Photo of Rev. Quainton
Rev. Rod Quainton
Sermon:
April 30, 2000
Morning Services

Scripture:
John 20:19-31

Several persons, in response to my Steeple Notes letter, have wondered whether I was planning a baseball sermon. With the Tigers at 5 and 17, it's hard to "take time for paradise" ... even if the title of my sermon reflects our reaction to the Tigers' season so far.

Theologian Karl Barth, the nemesis of all seminarians with his dense prose and even denser books suitable for door stops, is best remembered for his theological answer to the question: "Would you summarize your theology?" To which he replied: "Jesus loves me, this I know, for the Bible tells me so!" He is also remembered for another pithy statement about why people go to church. He said what brings them to worship is the question, "Is it true?" This is the question not only on our minds, but apparently on the minds of the disciples as they processed the evidence of the empty tomb.

In examining the scriptures and the reactions of the disciples to the news of the empty tomb, there appears to be more disbelief than belief in those eight days from Easter to this Sunday, the day John tells us that Thomas came to believe. In Luke 24:11 it is recorded that the women who had been told by the angels at the tomb that "He is risen" went to tell the other disciples. Luke records: "But these words seemed to them to be an idle tale, and they did not believe them." In the passage immediately preceding the one I just read from John 20:19-31, we are told that Mary Magdalene did not believe, even as she mistook Jesus for a gardener, until she heard his voice calling her. Then she believed and ran to tell the disciples, who it must be inferred did not believe as they were huddled in the Upper Room where Jesus appears to them and shows them his scars. They do not believe until they see.

Then we come to Thomas, one of my favorite disciples, the ever-skeptical Missourian with an attitudee - "Show me!" Notice he does not accept the testimony of his closest companions and friends as he almost defiantly states: "I will not believe, unless I see and touch the wounds." Thomas seems to be asking: "Is it true? I mean really, really true?" Notice Jesus, rather than scold him for his disbelief, takes him where he is and invites Thomas to touch his wounds. Jesus is willing once again to be vulnerable to invite the intimacy of touching his wounds. From the invitation we have Thomas' aha moment when he proclaims: "My Lord and my God."

I especially like Thomas because of his uncompromising honesty. He refuses to say he understands what he doesn't understand, and he refuses to say he believes what he does not believe. This episode gives us permission to doubt along with Thomas. The British poet laureate Alfred Lord Tennyson wrote: "There lives more faith in honest doubt, believe me, than in half the creeds."

Over the past eight days, from Easter to today, the gospels record differing paths to faith and belief. Some do not believe until they hear. Some do not believe until they see. Others, like Thomas, do not believe until they have tangible proof. The gospels seem to be saying we can come to belief through a variety of sensory experiences in addition to the intellectual. Thomas I suspect, does what a lot of us would like to do, namely, have concrete proof, hard evidence. None of this hearsay stuff. Let's be rational. The many quests for the historical Jesus over the past 150 years seem to be focused on finding the evidence, the Jesus Seminar being but the most recent example.

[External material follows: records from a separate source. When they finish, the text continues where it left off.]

//! Domains module containing business logic organized by bounded contexts.
//!
//! Each subdomain represents a specific area of functionality within the MCP
//! server.

pub mod resources;
pub mod tools;
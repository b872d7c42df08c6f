//! Lexicon MCP Server Entry Point
//!
//! Initializes logging, loads the server configuration, and starts the
//! server with the configured transport. API credentials are not read here;
//! every tool call resolves them on its own.

use anyhow::Result;
use tracing::{Level, info};
use tracing_subscriber::{EnvFilter, fmt};

use lexicon_mcp_server::core::{Config, McpServer, TransportService};

#[tokio::main]
async fn main() -> Result<()> {
    let config = Config::from_env();

    init_logging(&config.logging.level);

    info!("Starting {} v{}", config.server.name, config.server.version);
    config.api.log_sources();

    let server = McpServer::new(config.clone());

    info!("Server initialized with {} tools", server.tool_count());

    let transport = TransportService::new(config.transport);
    transport.run(server).await?;

    info!("Server shutting down");

    Ok(())
}

/// Initialize the logging subsystem.
///
/// Logs go to stderr: the STDIO transport owns stdout.
fn init_logging(level: &str) {
    let level = match level.to_lowercase().as_str() {
        "trace" => Level::TRACE,
        "debug" => Level::DEBUG,
        "info" => Level::INFO,
        "warn" => Level::WARN,
        "error" => Level::ERROR,
        _ => Level::INFO,
    };

    let filter = EnvFilter::from_default_env().add_directive(level.into());

    fmt()
        .with_env_filter(filter)
        .with_target(true)
        .with_thread_ids(false)
        .with_file(false)
        .with_line_number(false)
        .with_writer(std::io::stderr)
        .init();
}
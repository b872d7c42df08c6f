//! Outbound request description.

use super::params::QueryParams;
use crate::domains::tools::ToolError;

/// A fully prepared GET request against the remote service.
#[derive(Clone, PartialEq, Eq)]
pub struct ApiRequest {
    /// `base_url` and target path, concatenated verbatim.
    pub endpoint: String,

    /// Bearer credential.
    pub bearer_token: String,

    /// Query parameters.
    pub query: QueryParams,
}

impl ApiRequest {
    /// Prepare a request for `target_path`.
    ///
    /// `{name}` segments in the path are filled with the percent-encoded
    /// argument of the same name, which is then removed from the query.
    /// No slash normalization happens between `base_url` and the path.
    pub fn prepare(
        base_url: &str,
        bearer_token: &str,
        target_path: &str,
        mut query: QueryParams,
    ) -> Result<Self, ToolError> {
        let path = expand_path(target_path, &mut query)?;

        Ok(Self {
            endpoint: format!("{}{}", base_url, path),
            bearer_token: bearer_token.to_string(),
            query,
        })
    }

    /// Full URL including the encoded query string.
    pub fn url(&self) -> Result<String, serde_urlencoded::ser::Error> {
        if self.query.is_empty() {
            return Ok(self.endpoint.clone());
        }
        let separator = if self.endpoint.contains('?') { '&' } else { '?' };
        Ok(format!("{}{}{}", self.endpoint, separator, self.query.encode()?))
    }

    /// Value of the `Authorization` header.
    pub fn authorization(&self) -> String {
        format!("Bearer {}", self.bearer_token)
    }
}

impl std::fmt::Debug for ApiRequest {
    fn fmt(&self, f: &mut std::fmt::Formatter<'_>) -> std::fmt::Result {
        f.debug_struct("ApiRequest")
            .field("endpoint", &self.endpoint)
            .field("bearer_token", &"[REDACTED]")
            .field("query", &self.query)
            .finish()
    }
}

fn expand_path(template: &str, query: &mut QueryParams) -> Result<String, ToolError> {
    let mut path = String::with_capacity(template.len());
    let mut rest = template;

    while let Some(open) = rest.find('{') {
        let Some(close) = rest[open..].find('}').map(|i| open + i) else {
            break;
        };
        let name = &rest[open + 1..close];
        let value = query.take(name).ok_or_else(|| {
            ToolError::invalid_arguments(format!("Missing required path parameter: {}", name))
        })?;

        path.push_str(&rest[..open]);
        path.push_str(&urlencoding::encode(&value));
        rest = &rest[close + 1..];
    }
    path.push_str(rest);

    Ok(path)
}
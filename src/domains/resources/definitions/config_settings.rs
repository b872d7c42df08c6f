//! Current API settings resource definition.

use serde::Serialize;

use super::ResourceDefinition;
use crate::domains::resources::error::ResourceError;
use crate::domains::tools::SettingsResolver;

/// Shown in place of a configured token.
const TOKEN_MASK: &str = "***";

/// Resolved API settings, with the token masked.
pub struct ConfigSettingsResource;

#[derive(Debug, Serialize)]
struct SettingsView<'a> {
    base_url: Option<&'a str>,
    bearer_token: Option<&'static str>,
}

impl ResourceDefinition for ConfigSettingsResource {
    const URI: &'static str = "config://settings";
    const NAME: &'static str = "Configuration Settings";
    const DESCRIPTION: &'static str = "Get current configuration settings.";
    const MIME_TYPE: &'static str = "application/json";

    fn render(resolver: &SettingsResolver) -> Result<String, ResourceError> {
        let settings = resolver.resolve();
        let view = SettingsView {
            base_url: settings.base_url.as_deref(),
            bearer_token: settings.bearer_token.as_ref().map(|_| TOKEN_MASK),
        };

        serde_json::to_string_pretty(&view).map_err(|e| ResourceError::internal(e.to_string()))
    }
}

William Willimon, Professor of Theology at Duke Divinity School, quotes a graduate student at a faith and science conference as saying: "As a scientist, I have learned to deal with the world in a purely rational way. Christianity is inherently irrational. There is no way to sidestep the utter irrationality of most of the key events upon which Christianity is based." This student perhaps never realized how right he/she was. You can't sidestep the irrationality of Christianity and the resurrection. That is, in fact, the source of its strength and power. Where would hope be if God wasn't powerful enough to do the irrational, to turn the world upside down, to heal hurts in the midst of pain, to triumph over death, to ensure that the last shall be first, the lowly shall triumph?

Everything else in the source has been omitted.